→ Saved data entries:
--------

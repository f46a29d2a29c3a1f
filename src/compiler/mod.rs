//! Selector compiler
//!
//! Turns selector terms into executable store predicates.
//!
//! # Flow
//!
//! 1. `OperatorRegistry` maps each term to a single-field predicate
//! 2. `TermCompiler` composes nested term groups into AND groups
//! 3. `PredicateFilter` evaluates compiled predicates against documents
//!
//! Compilation is pure: no store access, same terms in, same predicates out.

mod compile;
mod filters;
mod operators;
mod predicate;

pub use compile::{CompiledTerms, TermCompiler};
pub use filters::PredicateFilter;
pub use operators::{parse_float, Operator, OperatorRegistry};
pub use predicate::{Condition, Pattern, Predicate};
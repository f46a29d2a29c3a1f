//! Select configuration
//!
//! Names of the embedded skeleton sub-object and its fields. Every stored
//! document carries the skeleton under `skeleton_key`; the dotted paths
//! derived here are what the operator registry and the tree query generator
//! treat as reserved boundary fields.

use std::fs;
use std::path::Path;

use serde::{Deserialize, Serialize};
use thiserror::Error;

/// Result type for configuration loading
pub type ConfigResult<T> = Result<T, ConfigError>;

/// Configuration loading errors
#[derive(Debug, Error)]
pub enum ConfigError {
    #[error("Failed to read config file {path}: {source}")]
    Io {
        path: String,
        #[source]
        source: std::io::Error,
    },

    #[error("Invalid config: {0}")]
    Parse(#[from] serde_json::Error),
}

/// Select pipeline configuration
#[derive(Debug, Clone, PartialEq, Eq, Serialize, Deserialize)]
pub struct SelectConfig {
    /// Key of the skeleton sub-object (default: "_digger")
    #[serde(default = "default_skeleton_key")]
    pub skeleton_key: String,

    /// Unique id field inside the skeleton (default: "diggerid")
    #[serde(default = "default_id_key")]
    pub id_key: String,

    /// Parent id field inside the skeleton (default: "diggerparentid")
    #[serde(default = "default_parent_key")]
    pub parent_key: String,

    /// Left nested-set bound (default: "left")
    #[serde(default = "default_left_key")]
    pub left_key: String,

    /// Right nested-set bound (default: "right")
    #[serde(default = "default_right_key")]
    pub right_key: String,

    /// Prefix passed to the tree query generator (default: "")
    #[serde(default)]
    pub tree_prefix: String,
}

fn default_skeleton_key() -> String {
    "_digger".to_string()
}

fn default_id_key() -> String {
    "diggerid".to_string()
}

fn default_parent_key() -> String {
    "diggerparentid".to_string()
}

fn default_left_key() -> String {
    "left".to_string()
}

fn default_right_key() -> String {
    "right".to_string()
}

impl Default for SelectConfig {
    fn default() -> Self {
        Self {
            skeleton_key: default_skeleton_key(),
            id_key: default_id_key(),
            parent_key: default_parent_key(),
            left_key: default_left_key(),
            right_key: default_right_key(),
            tree_prefix: String::new(),
        }
    }
}

impl SelectConfig {
    /// Parse a config from a JSON string. Missing keys take their defaults.
    pub fn from_json(content: &str) -> ConfigResult<Self> {
        Ok(serde_json::from_str(content)?)
    }

    /// Load a config from a JSON file
    pub fn from_json_file(path: impl AsRef<Path>) -> ConfigResult<Self> {
        let path = path.as_ref();
        let content = fs::read_to_string(path).map_err(|source| ConfigError::Io {
            path: path.display().to_string(),
            source,
        })?;
        Self::from_json(&content)
    }

    /// Dotted path of the left boundary field, e.g. `_digger.left`
    pub fn left_field(&self) -> String {
        self.skeleton_path(&self.left_key)
    }

    /// Dotted path of the right boundary field, e.g. `_digger.right`
    pub fn right_field(&self) -> String {
        self.skeleton_path(&self.right_key)
    }

    /// Dotted path of the id field
    pub fn id_field(&self) -> String {
        self.skeleton_path(&self.id_key)
    }

    fn skeleton_path(&self, key: &str) -> String {
        format!("{}.{}", self.skeleton_key, key)
    }
}

#[cfg(test)]
mod tests {
    use super::*;
    use std::io::Write;

    #[test]
    fn test_default_config() {
        let config = SelectConfig::default();
        assert_eq!(config.skeleton_key, "_digger");
        assert_eq!(config.left_field(), "_digger.left");
        assert_eq!(config.right_field(), "_digger.right");
        assert_eq!(config.id_field(), "_digger.diggerid");
        assert!(config.tree_prefix.is_empty());
    }

    #[test]
    fn test_partial_json_takes_defaults() {
        let config = SelectConfig::from_json(r#"{"skeleton_key": "_meta"}"#).unwrap();
        assert_eq!(config.skeleton_key, "_meta");
        assert_eq!(config.id_key, "diggerid");
        assert_eq!(config.left_field(), "_meta.left");
    }

    #[test]
    fn test_load_from_file() {
        let mut file = tempfile::NamedTempFile::new().unwrap();
        write!(file, r#"{{"left_key": "lft", "right_key": "rgt"}}"#).unwrap();

        let config = SelectConfig::from_json_file(file.path()).unwrap();
        assert_eq!(config.left_field(), "_digger.lft");
        assert_eq!(config.right_field(), "_digger.rgt");
    }

    #[test]
    fn test_missing_file_is_io_error() {
        let dir = tempfile::TempDir::new().unwrap();
        let err = SelectConfig::from_json_file(dir.path().join("nope.json")).unwrap_err();
        assert!(matches!(err, ConfigError::Io { .. }));
    }

    #[test]
    fn test_malformed_json_is_parse_error() {
        let err = SelectConfig::from_json("{not json").unwrap_err();
        assert!(matches!(err, ConfigError::Parse(_)));
    }
}
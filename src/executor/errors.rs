//! Select error types
//!
//! Error codes:
//! - SELECT_ACQUISITION_FAILED
//! - SELECT_PRIMARY_QUERY_FAILED
//! - SELECT_DESCENDANT_QUERY_FAILED
//! - SELECT_MALFORMED_RECORD
//!
//! Store errors propagate unchanged as the error source. There is no local
//! recovery and no partial result.

use std::fmt;

use crate::store::StoreError;

/// Select error codes
#[derive(Debug, Clone, Copy, PartialEq, Eq)]
pub enum SelectErrorCode {
    /// The store handle could not be obtained
    AcquisitionFailed,
    /// The main search query failed
    PrimaryQueryFailed,
    /// The tree-expansion query failed
    DescendantQueryFailed,
    /// A record needed for tree reconstruction has no usable skeleton
    MalformedRecord,
}

impl SelectErrorCode {
    /// Returns the string code
    pub fn code(&self) -> &'static str {
        match self {
            SelectErrorCode::AcquisitionFailed => "SELECT_ACQUISITION_FAILED",
            SelectErrorCode::PrimaryQueryFailed => "SELECT_PRIMARY_QUERY_FAILED",
            SelectErrorCode::DescendantQueryFailed => "SELECT_DESCENDANT_QUERY_FAILED",
            SelectErrorCode::MalformedRecord => "SELECT_MALFORMED_RECORD",
        }
    }

    /// Returns the pipeline stage that failed
    pub fn stage(&self) -> &'static str {
        match self {
            SelectErrorCode::AcquisitionFailed => "acquire",
            SelectErrorCode::PrimaryQueryFailed => "primary",
            SelectErrorCode::DescendantQueryFailed => "descendants",
            SelectErrorCode::MalformedRecord => "link",
        }
    }
}

impl fmt::Display for SelectErrorCode {
    fn fmt(&self, f: &mut fmt::Formatter<'_>) -> fmt::Result {
        write!(f, "{}", self.code())
    }
}

/// Select error with the underlying store error as source
#[derive(Debug, Clone)]
pub struct SelectError {
    code: SelectErrorCode,
    message: String,
    source: Option<StoreError>,
}

impl SelectError {
    /// Create an acquisition failure
    pub fn acquisition_failed(source: StoreError) -> Self {
        Self::from_store(SelectErrorCode::AcquisitionFailed, source)
    }

    /// Create a primary query failure
    pub fn primary_query_failed(source: StoreError) -> Self {
        Self::from_store(SelectErrorCode::PrimaryQueryFailed, source)
    }

    /// Create a descendant query failure
    pub fn descendant_query_failed(source: StoreError) -> Self {
        Self::from_store(SelectErrorCode::DescendantQueryFailed, source)
    }

    /// Create a malformed record error
    pub fn malformed_record(reason: impl Into<String>) -> Self {
        Self {
            code: SelectErrorCode::MalformedRecord,
            message: reason.into(),
            source: None,
        }
    }

    fn from_store(code: SelectErrorCode, source: StoreError) -> Self {
        Self {
            code,
            message: source.to_string(),
            source: Some(source),
        }
    }

    /// Returns the error code
    pub fn code(&self) -> SelectErrorCode {
        self.code
    }

    /// Returns the error message
    pub fn message(&self) -> &str {
        &self.message
    }

    /// Returns the store error, if the store reported one
    pub fn store_error(&self) -> Option<&StoreError> {
        self.source.as_ref()
    }
}

impl fmt::Display for SelectError {
    fn fmt(&self, f: &mut fmt::Formatter<'_>) -> fmt::Result {
        write!(f, "[ERROR] {}: {}", self.code.code(), self.message)
    }
}

impl std::error::Error for SelectError {
    fn source(&self) -> Option<&(dyn std::error::Error + 'static)> {
        self.source
            .as_ref()
            .map(|e| e as &(dyn std::error::Error + 'static))
    }
}

/// Result type for select operations
pub type SelectResult<T> = Result<T, SelectError>;
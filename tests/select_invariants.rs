//! Select Invariant Tests
//!
//! End-to-end behaviour of flat selects against the in-memory store:
//! - Operator semantics as seen through the store
//! - Short-circuit on empty search terms
//! - Limit, first and projection modifiers
//! - Failure propagation

use std::sync::Arc;

use nestsel::store::{InMemoryCollection, InMemoryFactory, RequestContext, StoreError};
use nestsel::{Modifier, ResultNode, SelectConfig, SelectErrorCode, SelectQuery, Selector, TermNode};
use serde_json::{json, Value};

fn product(id: &str, left: i64, name: &str, price: f64, tags: &str) -> Value {
    json!({
        "name": name,
        "price": price,
        "tags": tags,
        "_digger": {"diggerid": id, "left": left, "right": left + 1}
    })
}

fn catalogue() -> Arc<InMemoryCollection> {
    Arc::new(InMemoryCollection::with_documents(vec![
        product("p1", 1, "Oak Table", 120.0, "wood furniture large"),
        product("p2", 3, "oak chair", 45.5, "wood furniture"),
        product("p3", 5, "Steel Lamp", 30.0, "metal lighting"),
        product("p4", 7, "a.b*c (special)", 9.99, "misc"),
        product("p5", 9, "Table-Runner", 12.0, "textile"),
    ]))
}

fn setup() -> (Selector, InMemoryFactory) {
    let factory = InMemoryFactory::new(catalogue());
    let selector = Selector::new(Arc::new(factory.clone()), SelectConfig::default());
    (selector, factory)
}

async fn names(selector: &Selector, query: SelectQuery) -> Vec<String> {
    selector
        .select(&RequestContext::new(), &query.with_modifier(Modifier::laststep()))
        .await
        .unwrap()
        .iter()
        .map(|node| node.document["name"].as_str().unwrap().to_string())
        .collect()
}

fn one(field: &str, op: &str, value: &str) -> SelectQuery {
    SelectQuery::new([TermNode::leaf(field, op, value)])
}

// =============================================================================
// Operator Semantics
// =============================================================================

/// Numeric operators compare the parsed value against stored numbers.
#[tokio::test]
async fn test_numeric_operators_parse_value() {
    let (selector, _) = setup();

    assert_eq!(names(&selector, one("price", ">", "40")).await, vec!["Oak Table", "oak chair"]);
    assert_eq!(names(&selector, one("price", "<=", "12")).await, vec!["a.b*c (special)", "Table-Runner"]);
    assert_eq!(names(&selector, one("price", ">=", "45.5 EUR")).await, vec!["Oak Table", "oak chair"]);
}

/// A value that does not parse as a number matches nothing.
#[tokio::test]
async fn test_unparseable_numeric_value_matches_nothing() {
    let (selector, _) = setup();
    assert!(names(&selector, one("price", ">", "cheap")).await.is_empty());
}

/// Equality and inequality compare the value as given.
#[tokio::test]
async fn test_equality_operators() {
    let (selector, _) = setup();

    assert_eq!(names(&selector, one("name", "=", "Steel Lamp")).await, vec!["Steel Lamp"]);
    assert_eq!(names(&selector, one("name", "!=", "Steel Lamp")).await.len(), 4);
}

/// String-match operators ignore case.
#[tokio::test]
async fn test_string_operators_case_insensitive() {
    let (selector, _) = setup();

    assert_eq!(names(&selector, one("name", "^=", "OAK")).await, vec!["Oak Table", "oak chair"]);
    assert_eq!(names(&selector, one("name", "$=", "LAMP")).await, vec!["Steel Lamp"]);
    assert_eq!(names(&selector, one("name", "*=", "tAbLe")).await, vec!["Oak Table", "Table-Runner"]);
    assert_eq!(names(&selector, one("name", "|=", "table")).await, vec!["Table-Runner"]);
}

/// The whole-word operator needs a non-word character on both sides.
#[tokio::test]
async fn test_word_operator_bounded() {
    let (selector, _) = setup();

    assert_eq!(names(&selector, one("tags", "~=", "furniture")).await, vec!["Oak Table"]);
    assert!(names(&selector, one("tags", "~=", "wood")).await.is_empty());
}

/// Regex metacharacters in the value are literal text.
#[tokio::test]
async fn test_string_operators_escape_metacharacters() {
    let (selector, _) = setup();

    assert_eq!(names(&selector, one("name", "^=", "a.b*c")).await, vec!["a.b*c (special)"]);
    assert_eq!(names(&selector, one("name", "*=", "(special)")).await, vec!["a.b*c (special)"]);
    assert!(names(&selector, one("name", "*=", ".*")).await.is_empty());
}

/// Infinite bounds compare as unbounded.
#[tokio::test]
async fn test_infinite_numeric_bounds() {
    let (selector, _) = setup();

    assert_eq!(names(&selector, one("price", "<", "Infinity")).await.len(), 5);
    assert_eq!(names(&selector, one("price", ">", "-Infinity")).await.len(), 5);
    assert!(names(&selector, one("price", ">", "Infinity")).await.is_empty());
}

/// A string-match value too large to compile locally still constrains the
/// query instead of being dropped.
#[tokio::test]
async fn test_oversized_string_match_narrows() {
    let (selector, _) = setup();
    let query = SelectQuery::new([
        TermNode::leaf("name", "^=", "oak"),
        TermNode::leaf("name", "*=", "k".repeat(2_000_000)),
    ]);

    let plan = selector
        .plan(&query.clone().with_modifier(Modifier::laststep()))
        .unwrap();
    assert_eq!(plan.filter.condition_count(), 2);

    assert!(names(&selector, query).await.is_empty());
    assert_eq!(selector.metrics().snapshot().terms_dropped, 0);
}

/// Grouped terms must all hold.
#[tokio::test]
async fn test_group_is_conjunction() {
    let (selector, _) = setup();
    let query = SelectQuery::new([TermNode::group([
        TermNode::leaf("tags", "*=", "wood"),
        TermNode::leaf("price", "<", "100"),
    ])]);

    assert_eq!(names(&selector, query).await, vec!["oak chair"]);
}

/// Skeleton terms narrow the search as one alternative set.
#[tokio::test]
async fn test_skeleton_terms_are_alternatives() {
    let (selector, _) = setup();
    let query = SelectQuery::new([TermNode::leaf("price", ">", "10")]).with_skeleton([
        TermNode::leaf("_digger.diggerid", "=", "p1"),
        TermNode::leaf("_digger.diggerid", "=", "p3"),
        TermNode::leaf("_digger.diggerid", "=", "p4"),
    ]);

    assert_eq!(names(&selector, query).await, vec!["Oak Table", "Steel Lamp"]);
}

// =============================================================================
// Short-Circuit Tests
// =============================================================================

/// No search terms at all: empty result, no store contact.
#[tokio::test]
async fn test_empty_search_resolves_empty() {
    let (selector, factory) = setup();

    let result = selector
        .select(&RequestContext::new(), &SelectQuery::default())
        .await
        .unwrap();

    assert!(result.is_empty());
    assert_eq!(factory.acquisition_count(), 0);
    assert_eq!(factory.inner().find_count(), 0);
}

/// Only unregistered operators: same as no terms, even with skeleton terms.
#[tokio::test]
async fn test_unregistered_operators_dropped() {
    let (selector, factory) = setup();
    let query = SelectQuery::new([TermNode::leaf("name", "==", "Oak Table")])
        .with_skeleton([TermNode::leaf("_digger.diggerid", "=", "p1")]);

    let result = selector.select(&RequestContext::new(), &query).await.unwrap();

    assert!(result.is_empty());
    assert_eq!(factory.inner().find_count(), 0);
    assert_eq!(selector.metrics().snapshot().terms_dropped, 1);
}

/// An unregistered term next to a usable one is ignored.
#[tokio::test]
async fn test_unregistered_term_ignored_beside_usable_term() {
    let (selector, _) = setup();
    let query = SelectQuery::new([
        TermNode::leaf("name", "=~", "anything"),
        TermNode::leaf("name", "^=", "steel"),
    ]);

    assert_eq!(names(&selector, query).await, vec!["Steel Lamp"]);
}

// =============================================================================
// Modifier Tests
// =============================================================================

/// `first` caps the result at one even with a larger limit.
#[tokio::test]
async fn test_first_overrides_limit() {
    let (selector, _) = setup();
    let query = one("price", ">", "0")
        .with_modifier(Modifier::laststep().with_limit(3).with_first());

    let result = selector.select(&RequestContext::new(), &query).await.unwrap();
    assert_eq!(result.len(), 1);
    assert_eq!(result[0].document["name"], "Oak Table");
}

/// An explicit limit caps the result; zero means no limit.
#[tokio::test]
async fn test_limit() {
    let (selector, _) = setup();
    let ctx = RequestContext::new();

    let capped = one("price", ">", "0").with_modifier(Modifier::laststep().with_limit(2));
    assert_eq!(selector.select(&ctx, &capped).await.unwrap().len(), 2);

    let zero = one("price", ">", "0").with_modifier(Modifier::laststep().with_limit(0));
    assert_eq!(selector.select(&ctx, &zero).await.unwrap().len(), 5);
}

/// Without `laststep` only the skeleton sub-object comes back.
#[tokio::test]
async fn test_reference_mode_returns_skeletons_only() {
    let (selector, _) = setup();

    let result = selector
        .select(&RequestContext::new(), &one("name", "^=", "oak"))
        .await
        .unwrap();

    assert_eq!(result.len(), 2);
    assert_eq!(
        result[0].document,
        json!({"_digger": {"diggerid": "p1", "left": 1, "right": 2}})
    );
    assert!(result.iter().all(|node| node.document.get("name").is_none()));
}

/// `tree` without `laststep` never loads descendants.
#[tokio::test]
async fn test_tree_needs_laststep() {
    let (selector, factory) = setup();
    let modifier = Modifier {
        tree: true,
        ..Modifier::default()
    };

    let result = selector
        .select(&RequestContext::new(), &one("name", "^=", "oak").with_modifier(modifier))
        .await
        .unwrap();

    assert_eq!(result.len(), 2);
    assert!(result.iter().all(ResultNode::is_leaf));
    assert_eq!(factory.inner().find_count(), 1);
}

// =============================================================================
// Failure Tests
// =============================================================================

/// The store handle could not be obtained.
#[tokio::test]
async fn test_acquisition_failure_propagates() {
    let selector = Selector::new(
        Arc::new(InMemoryFactory::unavailable("pool exhausted")),
        SelectConfig::default(),
    );

    let err = selector
        .select(&RequestContext::new(), &one("name", "=", "x"))
        .await
        .unwrap_err();

    assert_eq!(err.code(), SelectErrorCode::AcquisitionFailed);
    assert_eq!(
        err.store_error(),
        Some(&StoreError::Unavailable("pool exhausted".into()))
    );
}

/// The primary query fails: error, no records.
#[tokio::test]
async fn test_primary_failure_propagates() {
    let collection = catalogue();
    collection.fail_find(0).unwrap();
    let selector = Selector::new(
        Arc::new(InMemoryFactory::new(collection)),
        SelectConfig::default(),
    );

    let err = selector
        .select(&RequestContext::new(), &one("price", ">", "0"))
        .await
        .unwrap_err();

    assert_eq!(err.code(), SelectErrorCode::PrimaryQueryFailed);
    assert!(err.to_string().contains("SELECT_PRIMARY_QUERY_FAILED"));
    assert_eq!(selector.metrics().snapshot().selects_failed, 1);
}

// =============================================================================
// Concurrency Tests
// =============================================================================

/// Concurrent calls on one selector do not interfere.
#[tokio::test]
async fn test_concurrent_selects_independent() {
    let (selector, _) = setup();
    let selector = Arc::new(selector);

    let handles: Vec<_> = ["oak", "steel", "table"]
        .into_iter()
        .map(|prefix| {
            let selector = Arc::clone(&selector);
            tokio::spawn(async move {
                let query = one("name", "^=", prefix).with_modifier(Modifier::laststep());
                selector
                    .select(&RequestContext::new(), &query)
                    .await
                    .map(|r| r.len())
            })
        })
        .collect();

    let mut counts = Vec::new();
    for handle in handles {
        counts.push(handle.await.unwrap().unwrap());
    }
    assert_eq!(counts, vec![2, 1, 1]);
    assert_eq!(selector.metrics().snapshot().selects_executed, 3);
}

--------

→ Exercise description:
Every line in the data above that contains the word "Serialize" should be copied.

→ Solution:
use serde::{Deserialize, Serialize};
#[derive(Debug, Clone, PartialEq, Eq, Serialize, Deserialize)]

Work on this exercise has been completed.